Cuetzalan, nestled in the northern mountains of Puebla, is a small village rich in indigenous history and heritage that is known for its coffee plantations, greenery, cobblestone streets, waterfalls, and caves.

More than 80% of the town’s inhabitants are of Náhuatl origin and live under customs of ancestral community management. These customs are based on conservation and respect towards nature, which have helped prevent the arrival of mining businesses into the area. The remote village has also become popular with conscious travellers looking to experience indigenous customs and traditions.

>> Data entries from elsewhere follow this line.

//! Memory-bounded batch orchestration. Ties together nearly
//! every other module: calibration, bad-pixel, background, detection,
//! alignment, normalization, weighting, and stacking.

use rand::seq::SliceRandom;
use rand::SeedableRng;
use rand_xoshiro::Xoshiro256PlusPlus;

use ndarray::Array2;

use crate::consts::{EPSILON, MEMORY_WORKINGSET_FACTOR};
use crate::detect::{detect_stars, DetectParams};
use crate::error::{Result, StackError};
use crate::frame::{Stats, StackResult};
use crate::stack::WeightMode;
use crate::stats::{basic, location_scale, noise, LocationScaleMode};

/// Outcome of attempting to process a single frame through the per-frame
/// pipeline stages. Dropped frames carry the error that caused the drop,
/// logged by the orchestrator and excluded from the stack.
pub enum FrameOutcome<T> {
    Kept(T),
    Dropped(StackError),
}

/// Derive the number of frames that may be held in memory at once, given a
/// budget in bytes and one frame's pixel footprint.
///
/// `B = w*h*4*F` where `F` approximates the working set per frame (raw +
/// calibrated + background + aligned + scratch buffers).
pub fn derive_max_concurrent(width: usize, height: usize, memory_budget_bytes: u64) -> Result<usize> {
    let per_frame_bytes = (width * height * 4 * MEMORY_WORKINGSET_FACTOR) as u64;
    if per_frame_bytes == 0 {
        return Err(StackError::MemoryBudget("frame has zero pixels".into()));
    }
    if per_frame_bytes > memory_budget_bytes {
        return Err(StackError::MemoryBudget(format!(
            "a single frame's working set ({per_frame_bytes} bytes) exceeds the budget ({memory_budget_bytes} bytes)"
        )));
    }
    Ok((memory_budget_bytes / per_frame_bytes).max(1) as usize)
}

/// Deterministically shuffle `frame_ids` with `seed`, then split into chunks
/// of at most `batch_size`.
pub fn partition_batches(frame_ids: &[u64], batch_size: usize, seed: u64) -> Vec<Vec<u64>> {
    if batch_size == 0 {
        return vec![frame_ids.to_vec()];
    }
    let mut rng = Xoshiro256PlusPlus::seed_from_u64(seed);
    let mut shuffled = frame_ids.to_vec();
    shuffled.shuffle(&mut rng);
    shuffled.chunks(batch_size).map(|c| c.to_vec()).collect()
}

/// Accumulator that folds successive batch stacks into one running result
/// without holding every source frame in memory simultaneously.
///
/// Batches are folded by a plain weighted mean, weighted by the number of
/// frames each batch actually contributed: each batch is itself already the
/// robust combine of its own frames, so a second round of outlier rejection
/// across batches would just be throwing away whole batches' worth of signal
/// rather than individual bad pixels.
pub struct IncrementalAccumulator {
    detect_params: DetectParams,
    location_scale_mode: LocationScaleMode,
    seed: u64,
    output_gamma: Option<f32>,
    sigma_low: f32,
    sigma_high: f32,
    batches: Vec<(Array2<f32>, f32)>, // (combined pixels, weight = frames_combined)
}

impl IncrementalAccumulator {
    pub fn new(
        detect_params: DetectParams,
        location_scale_mode: LocationScaleMode,
        seed: u64,
        output_gamma: Option<f32>,
        sigma_low: f32,
        sigma_high: f32,
    ) -> Self {
        Self {
            detect_params,
            location_scale_mode,
            seed,
            output_gamma,
            sigma_low,
            sigma_high,
            batches: Vec::new(),
        }
    }

    pub fn push_batch(&mut self, pixels: Array2<f32>, frames_combined: usize) {
        self.batches.push((pixels, frames_combined.max(1) as f32));
    }

    /// Record the sigma thresholds actually used by a batch, for reporting
    /// in the final [`StackResult`].
    pub fn record_sigma(&mut self, sigma_low: f32, sigma_high: f32) {
        self.sigma_low = sigma_low;
        self.sigma_high = sigma_high;
    }

    /// Fold all pushed batches into a final [`StackResult`]: weighted-mean
    /// the pixels, run star detection and full stats on the finished stack,
    /// then apply the optional output gamma.
    pub fn finish(self) -> Result<StackResult> {
        if self.batches.is_empty() {
            return Err(StackError::StackEmpty);
        }

        let total_frames: usize = self.batches.iter().map(|(_, w)| *w as usize).sum();
        let pixels = weighted_mean_fold(&self.batches);

        let basic_stats = basic(pixels.as_slice().unwrap_or(&[]));
        let (location, scale) = location_scale(pixels.as_slice().unwrap_or(&[]), self.location_scale_mode, self.seed);
        let stats = Stats {
            min: basic_stats.min,
            max: basic_stats.max,
            mean: basic_stats.mean,
            stddev: basic_stats.stddev,
            location,
            scale,
            noise: noise(&pixels),
            histogram_mode: None,
            histogram_mode_value: None,
        };

        let found = detect_stars(&pixels, self.detect_params, self.seed);
        let hfr = found.median_hfr();
        let stars = if found.is_empty() { None } else { Some(found) };

        let pixels = match self.output_gamma {
            Some(g) if g > 0.0 && (g - 1.0).abs() > EPSILON => apply_gamma(&pixels, g),
            _ => pixels,
        };

        Ok(StackResult {
            pixels,
            stats,
            stars,
            hfr,
            frames_combined: total_frames,
            sig_low: self.sigma_low,
            sig_high: self.sigma_high,
        })
    }
}

/// Elementwise weighted mean across batches, weighted by `frames_combined`.
fn weighted_mean_fold(batches: &[(Array2<f32>, f32)]) -> Array2<f32> {
    let (h, w) = batches[0].0.dim();
    let total_weight: f32 = batches.iter().map(|(_, wt)| *wt).sum();
    if total_weight <= EPSILON {
        return Array2::<f32>::zeros((h, w));
    }
    let mut out = Array2::<f32>::zeros((h, w));
    for (pixels, weight) in batches {
        out.scaled_add(*weight / total_weight, pixels);
    }
    out
}

/// Gamma correction: `output = clamp(input, 0, 1) ^ (1 / gamma)`.
fn apply_gamma(pixels: &Array2<f32>, gamma: f32) -> Array2<f32> {
    let inv_gamma = 1.0 / gamma;
    pixels.mapv(|v| v.clamp(0.0, 1.0).powf(inv_gamma))
}

/// Convenience default weight mode used when a batch config doesn't specify
/// one explicitly (kept here, not in `stack::weights`, since it encodes a
/// batch-orchestration policy rather than a stacking-math default).
pub fn default_weight_mode() -> WeightMode {
    WeightMode::Unweighted
}

#[cfg(test)]
mod tests {
    use super::*;

    #[test]
    fn memory_budget_rejects_oversized_single_frame() {
        let result = derive_max_concurrent(10_000, 10_000, 1024);
        assert!(matches!(result, Err(StackError::MemoryBudget(_))));
    }

    #[test]
    fn memory_budget_allows_multiple_small_frames() {
        let max = derive_max_concurrent(100, 100, 10_000_000).unwrap();
        assert!(max > 1);
    }

    #[test]
    fn partition_is_seed_deterministic() {
        let ids: Vec<u64> = (0..20).collect();
        let a = partition_batches(&ids, 5, 7);
        let b = partition_batches(&ids, 5, 7);
        assert_eq!(a, b);
    }

    #[test]
    fn partition_covers_every_id_exactly_once() {
        let ids: Vec<u64> = (0..17).collect();
        let batches = partition_batches(&ids, 5, 3);
        let mut flat: Vec<u64> = batches.into_iter().flatten().collect();
        flat.sort_unstable();
        assert_eq!(flat, ids);
    }

    #[test]
    fn incremental_accumulator_matches_single_batch_mean() {
        let mut acc = IncrementalAccumulator::new(DetectParams::default(), LocationScaleMode::default(), 1, None, 3.0, 3.0);
        acc.push_batch(Array2::<f32>::from_elem((4, 4), 10.0), 5);
        acc.push_batch(Array2::<f32>::from_elem((4, 4), 20.0), 5);
        let result = acc.finish().unwrap();
        assert!((result.pixels[[0, 0]] - 15.0).abs() < 1.0);
        assert_eq!(result.frames_combined, 10);
    }

    #[test]
    fn incremental_accumulator_applies_output_gamma() {
        let mut acc = IncrementalAccumulator::new(DetectParams::default(), LocationScaleMode::default(), 1, Some(2.0), 3.0, 3.0);
        acc.push_batch(Array2::<f32>::from_elem((4, 4), 0.25), 3);
        let result = acc.finish().unwrap();
        assert!((result.pixels[[0, 0]] - 0.5).abs() < 1e-3);
    }
}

Hotel Taselotzin – which came about to provide work, preserve culture and halt migrations to big cities and other countries – is preserving the region’s indigenous way of life. Located a 10-minute walk from the city centre of Cuetzalan, Hotel Taselotzin offers basic accomodation decorated simply with Nahua symbols in the 14 bedrooms, a restaurant serving native dishes, traditonal crafts and herbal remedies sold at the hotel, and spa services which include a temazcal sweat lodge and massages.

Rufina Edith Villa, the Nahuatl leader who manages Hotel Taselotzin, said: “In a council meeting we considered this dream [Hotel Taselotzin]. What we wanted was to have our own resources, and not depend on any institution.”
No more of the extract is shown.